→ Activity
In the data below, how many lines contain the string "LogFormat"? Give only the figure.

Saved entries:
//! # CLI Interface
//!
//! Command-line arguments for `roster-server`, via `clap` derive. Every
//! option can also come from a `ROSTER_*` environment variable.

use clap::{Args, Parser, Subcommand};
use std::path::PathBuf;

use roster_integrity::config::{DEFAULT_API_PORT, DEFAULT_METRICS_PORT};

use crate::logging::LogFormat;

/// Signed user roster server.
///
/// Serves the admin API, signs every user email with the deployment's
/// P-384 key, and exports the roster as protobuf for independent
/// verification.
#[derive(Parser, Debug)]
#[command(
    name = "roster-server",
    about = "Signed user roster server",
    version,
    propagate_version = true
)]
pub struct RosterCli {
    /// Log output format.
    #[arg(long, global = true, env = "ROSTER_LOG_FORMAT", value_enum, default_value_t = LogFormat::Pretty)]
    pub log_format: LogFormat,

    #[command(subcommand)]
    pub command: Commands,
}

#[derive(Subcommand, Debug)]
pub enum Commands {
    /// Start the API and metrics servers.
    Run(RunArgs),
    /// Create the data directory and keypair, then print the public key.
    Init(InitArgs),
    /// Fetch a running server's export, verify every record, and print the
    /// trusted ones.
    Verify(VerifyArgs),
    /// Print version information and exit.
    Version,
}

/// Location of keys and the user database.
#[derive(Args, Debug, Clone)]
pub struct DataDirArg {
    /// Directory holding `keys/` and `db/`. Created if missing.
    #[arg(long, short = 'd', env = "ROSTER_DATA_DIR", default_value = "./data")]
    pub data_dir: PathBuf,
}

#[derive(Args, Debug)]
pub struct RunArgs {
    #[command(flatten)]
    pub data: DataDirArg,

    /// Port for the admin API.
    #[arg(long, short = 'p', env = "ROSTER_PORT", default_value_t = DEFAULT_API_PORT)]
    pub port: u16,

    /// Port for the Prometheus metrics endpoint.
    #[arg(long, env = "ROSTER_METRICS_PORT", default_value_t = DEFAULT_METRICS_PORT)]
    pub metrics_port: u16,

    /// Address to bind both listeners on.
    #[arg(long, env = "ROSTER_BIND", default_value = "0.0.0.0")]
    pub bind: String,
}

#[derive(Args, Debug)]
pub struct InitArgs {
    #[command(flatten)]
    pub data: DataDirArg,
}

#[derive(Args, Debug)]
pub struct VerifyArgs {
    /// Base URL of a running roster server.
    #[arg(long, env = "ROSTER_API_URL", default_value = "http://127.0.0.1:3000")]
    pub api_url: String,

    /// Print the trusted records as JSON instead of a table.
    #[arg(long)]
    pub json: bool,
}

→ Response
3